脩平のような、あることだけに特別秀でた天才で、それにのめりこむと他の一切を忘れてしまうような甘えん坊な攻めと、そんな脩平をうまくてなづけ深く愛する受けの幸洋というキャラ設定がとても私好み。悲惨な状況におかれている幸洋に、余計な悲壮感が漂っていない点もよかった。
すごくおもしろかったー、という感じではないのだけれど、味わい深いなとは思った。
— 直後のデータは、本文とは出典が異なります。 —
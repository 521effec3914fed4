//! Boundary between the inference service and the highlight engine.
//!
//! Payloads arrive as loosely shaped JSON. Everything that reaches a
//! [`Formula`] from here satisfies the data model's invariants: every range
//! lies inside its text, child links point at existing groups and form no
//! cycle.

pub mod cleanup;
pub mod glue;
pub mod hierarchy;
pub mod locate;
pub mod payload;

use chrono::{SecondsFormat, Utc};
use eli5y_highlight::GROUP_COLOR_IDS;
use eli5y_protocol::{Formula, FormulaId, Group, GroupIndex, Token};
use tracing::{debug, warn};

use crate::cleanup::{drop_syntactic_glue, merge_duplicate_counterparts, Candidate};
use crate::hierarchy::GroupHierarchy;
use crate::locate::{locate, Located};
pub use crate::payload::{ParsePayload, RawComponent, RawToken, SymbolList};

#[derive(Debug, thiserror::Error)]
pub enum IngestError {
    #[error("payload has no latex")]
    EmptyLatex,
    #[error("no components identified; the latex may be malformed")]
    NoComponents,
    #[error("component {component} lists child {child}, but there are only {count} components")]
    ChildOutOfRange {
        component: usize,
        child: usize,
        count: usize,
    },
    #[error("group '{label}' is its own ancestor")]
    CyclicChildren { label: String },
    #[error("malformed payload: {0}")]
    Json(#[from] serde_json::Error),
}

/// Parses and validates a JSON payload into a fresh [`Formula`].
pub fn from_json(json: &str) -> Result<Formula, IngestError> {
    let payload: ParsePayload = serde_json::from_str(json)?;
    ingest(payload)
}

/// Validates `payload`, stamping a new id and the current time.
pub fn ingest(payload: ParsePayload) -> Result<Formula, IngestError> {
    let id = FormulaId::new(uuid::Uuid::new_v4().to_string());
    let created_at = Utc::now().to_rfc3339_opts(SecondsFormat::Secs, true);
    ingest_with(payload, id, created_at)
}

/// [`ingest`] with a caller-chosen id and timestamp.
pub fn ingest_with(
    payload: ParsePayload,
    id: FormulaId,
    created_at: String,
) -> Result<Formula, IngestError> {
    let ParsePayload {
        latex,
        explanation,
        components,
        tokens,
        suggestions,
    } = payload;

    if latex.trim().is_empty() {
        return Err(IngestError::EmptyLatex);
    }
    if components.is_empty() {
        return Err(IngestError::NoComponents);
    }
    check_child_indices(&components)?;

    let candidates: Vec<Candidate> = components
        .into_iter()
        .enumerate()
        .map(|(i, raw)| Candidate::from_raw(i, raw))
        .collect();
    let candidates = drop_syntactic_glue(merge_duplicate_counterparts(candidates));

    let located: Vec<Located> = candidates
        .into_iter()
        .filter_map(|candidate| locate(candidate, &latex, &explanation))
        .collect();
    if located.is_empty() {
        return Err(IngestError::NoComponents);
    }

    let groups = build_groups(located)?;
    let mut formula = Formula {
        id,
        latex,
        tokens: Vec::new(),
        groups,
        narrative: explanation,
        created_at,
        suggestions,
    };
    formula.tokens = validate_tokens(tokens, formula.latex_len());
    debug!(
        groups = formula.groups.len(),
        tokens = formula.tokens.len(),
        "ingested formula"
    );

    Ok(formula)
}

fn check_child_indices(components: &[RawComponent]) -> Result<(), IngestError> {
    let count = components.len();
    for (component, raw) in components.iter().enumerate() {
        for &child in &raw.children {
            if child >= count {
                return Err(IngestError::ChildOutOfRange { component, child, count });
            }
            if child == component {
                return Err(IngestError::CyclicChildren {
                    label: raw.role.clone(),
                });
            }
        }
    }
    Ok(())
}

/// Turns located candidates into groups, translating payload child indices
/// into group indices. Links to dropped components disappear, as do links
/// between entries that were merged into the same group.
fn build_groups(located: Vec<Located>) -> Result<Vec<Group>, IngestError> {
    let mut group_of = std::collections::HashMap::new();
    for (group, item) in located.iter().enumerate() {
        for &origin in &item.candidate.origins {
            group_of.insert(origin, GroupIndex(group as u32));
        }
    }

    let groups: Vec<Group> = located
        .into_iter()
        .enumerate()
        .map(|(i, item)| {
            let own = GroupIndex(i as u32);
            let mut children = Vec::new();
            for child in &item.candidate.children {
                match group_of.get(child) {
                    Some(&group) if group != own && !children.contains(&group) => {
                        children.push(group)
                    }
                    Some(_) => {}
                    None => debug!(child, "child component was dropped"),
                }
            }

            Group {
                ranges: item.ranges,
                latex: item.candidate.symbols,
                label: item.candidate.role,
                color_id: GROUP_COLOR_IDS[i % GROUP_COLOR_IDS.len()].to_string(),
                narrative_span: item.narrative_span,
                children,
            }
        })
        .collect();

    let links: Vec<Vec<GroupIndex>> = groups.iter().map(|g| g.children.clone()).collect();
    let hierarchy = GroupHierarchy::new(&links);
    if let Some(group) = hierarchy.find_cycle() {
        return Err(IngestError::CyclicChildren {
            label: groups[group.get()].label.clone(),
        });
    }
    debug!(roots = ?hierarchy.roots(), "group hierarchy is acyclic");

    Ok(groups)
}

fn validate_tokens(tokens: Vec<RawToken>, latex_len: usize) -> Vec<Token> {
    tokens
        .into_iter()
        .filter_map(|raw| {
            if !raw.range.within(latex_len) {
                warn!(
                    symbol = raw.symbol.as_str(),
                    start = raw.range.start,
                    end = raw.range.end,
                    "token outside latex, dropping it"
                );
                return None;
            }
            Some(Token {
                range: raw.range,
                symbol: raw.symbol,
                role: raw.role,
                color_id: raw.color_id,
                definition: raw.definition,
            })
        })
        .collect()
}

#[cfg(test)]
mod tests {
    use super::*;
    use eli5y_protocol::Span;

    const DFT: &str = r#"{
        "latex": "X_k = \\frac{1}{N} \\sum_{n=0}^{N-1} x_n e^{i2\\pi k\\frac{n}{N}}",
        "explanation": "To find the energy at a particular frequency, spin your signal around a circle and average points along the path.",
        "components": [
            {"symbol": ["X_k"], "counterpart": "the energy at a particular frequency", "role": "output coefficient"},
            {"symbol": ["x_n"], "counterpart": "your signal", "role": "input samples"},
            {"symbol": ["\\frac{1}{N}", "\\sum_{n=0}^{N-1}"], "counterpart": "average points along the path", "role": "averaging", "children": [4]},
            {"symbol": ["="], "counterpart": "find"},
            {"symbol": ["\\sum_{n=0}^{N-1}"], "counterpart": "points", "role": "summation"},
            {"symbol": ["y"], "counterpart": "nowhere to be found"}
        ],
        "tokens": [
            {"index": [0, 3], "symbol": "X_k", "role": "variable", "color_id": "var_blue"},
            {"index": [60, 99], "symbol": "?", "role": "constant", "color_id": "const_red"}
        ]
    }"#;

    fn dft() -> Formula {
        let payload: ParsePayload = serde_json::from_str(DFT).unwrap();
        ingest_with(payload, FormulaId::new("dft"), "2026-01-01T00:00:00Z".into()).unwrap()
    }

    #[test]
    fn test_ingest_dft() {
        let formula = dft();

        // "=" is glue, "y" is missing from the latex
        let labels: Vec<&str> = formula.groups.iter().map(|g| g.label.as_str()).collect();
        assert_eq!(labels, vec!["output coefficient", "input samples", "averaging", "summation"]);

        let averaging = &formula.groups[2];
        assert_eq!(averaging.ranges, vec![Span::new(6, 17), Span::new(18, 34)]);
        assert_eq!(averaging.children, vec![GroupIndex(3)]);
        assert_eq!(averaging.color_id, "group_purple");

        let narrative_start = formula.narrative.find("average").unwrap();
        assert_eq!(averaging.narrative_span.map(|s| s.start), Some(narrative_start));
        assert_eq!(formula.groups[3].narrative_span.map(|s| s.len()), Some("points".len()));

        // Second token runs off the end
        assert_eq!(formula.tokens.len(), 1);
        assert_eq!(formula.id.as_str(), "dft");
    }

    #[test]
    fn test_ingest_stamps_identity() {
        let payload: ParsePayload = serde_json::from_str(DFT).unwrap();
        let a = ingest(payload.clone()).unwrap();
        let b = ingest(payload).unwrap();
        assert_ne!(a.id, b.id);
        assert!(a.created_at.ends_with('Z'));
    }

    #[test]
    fn test_merged_components_share_group() {
        let json = r#"{
            "latex": "s_1^2 + s_2^2",
            "explanation": "add their individual spreads",
            "components": [
                {"symbol": "s_1^2", "counterpart": "their individual spreads", "children": [1]},
                {"symbol": "s_2^2", "counterpart": "their individual spreads"}
            ]
        }"#;
        let formula = from_json(json).unwrap();
        assert_eq!(formula.groups.len(), 1);
        assert_eq!(formula.groups[0].latex, vec!["s_1^2", "s_2^2"]);
        assert_eq!(formula.groups[0].ranges, vec![Span::new(0, 5), Span::new(8, 13)]);
        assert!(formula.groups[0].children.is_empty());
    }

    #[test]
    fn test_merge_with_stray_whitespace() {
        let json = r#"{
            "latex": "s_1 + s_2",
            "explanation": "add their spreads.",
            "components": [
                {"symbol": "s_1", "counterpart": "their spreads "},
                {"symbol": "s_2", "counterpart": "their spreads"}
            ]
        }"#;
        let formula = from_json(json).unwrap();
        assert_eq!(formula.groups.len(), 1);
        assert_eq!(formula.groups[0].ranges, vec![Span::new(0, 3), Span::new(6, 9)]);
        assert_eq!(formula.groups[0].narrative_span, Some(Span::new(4, 17)));
    }

    #[test]
    fn test_blank_counterpart_paints_nothing() {
        let json = r#"{"latex": "a+b", "explanation": "add a to b", "components": [{"symbol": "a", "counterpart": " "}]}"#;
        let formula = from_json(json).unwrap();
        assert_eq!(formula.groups[0].narrative_span, None);
    }

    #[test]
    fn test_rejections() {
        let empty_latex = r#"{"latex": " ", "explanation": "x", "components": [{"symbol": "x", "counterpart": "x"}]}"#;
        assert!(matches!(from_json(empty_latex), Err(IngestError::EmptyLatex)));

        let no_components = r#"{"latex": "x", "explanation": "x", "components": []}"#;
        assert!(matches!(from_json(no_components), Err(IngestError::NoComponents)));

        let none_located = r#"{"latex": "x", "explanation": "x", "components": [{"symbol": "q", "counterpart": "x"}]}"#;
        assert!(matches!(from_json(none_located), Err(IngestError::NoComponents)));

        let bad_child = r#"{"latex": "x", "explanation": "x", "components": [{"symbol": "x", "counterpart": "x", "children": [3]}]}"#;
        assert!(matches!(
            from_json(bad_child),
            Err(IngestError::ChildOutOfRange { component: 0, child: 3, count: 1 })
        ));

        assert!(matches!(from_json("{"), Err(IngestError::Json(_))));
    }

    #[test]
    fn test_cycles_rejected() {
        let json = r#"{
            "latex": "a b",
            "explanation": "first second",
            "components": [
                {"symbol": "a", "counterpart": "first", "role": "A", "children": [1]},
                {"symbol": "b", "counterpart": "second", "role": "B", "children": [0]}
            ]
        }"#;
        assert!(matches!(from_json(json), Err(IngestError::CyclicChildren { .. })));

        let self_loop = r#"{"latex": "a", "explanation": "a", "components": [{"symbol": "a", "counterpart": "a", "role": "A", "children": [0]}]}"#;
        match from_json(self_loop) {
            Err(IngestError::CyclicChildren { label }) => assert_eq!(label, "A"),
            other => panic!("expected a cycle error, got {other:?}"),
        }
    }
}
贋作を作るなんていう犯罪行為を描きつつ、作品全体の雰囲気は重くなく、おぞましいおばさんも出てくるのに暗くなりすぎることもなく、なんだろうこの漂うコミカル感。ゴンザのおかげか?ふと出てくる幽霊のおかげか?
脩平の人生というのはなんとも閉塞的な気がして憂鬱になるのだけれど、絵に魂ごともっていかれそうなほど絵にのめりこむ彼に、「たかが絵さ」と言わせる、この作品のこういうとこはなんか好き。ただの皿をただの皿じゃなくさせるのは人間の欲望だとか、ちょいちょい気の利いた描写がはいって心をつつかれた。
もうちょい、幸洋のお父さんのこととか、周辺の人物にまつわるエピソードにプラスの何かがほしくて、そこら辺が私的に不完全燃焼気味。
朝南かつみ先生の挿絵もっとたくさん見たかった。本当に素敵な絵。脩平の父ちゃんまでかっこいい。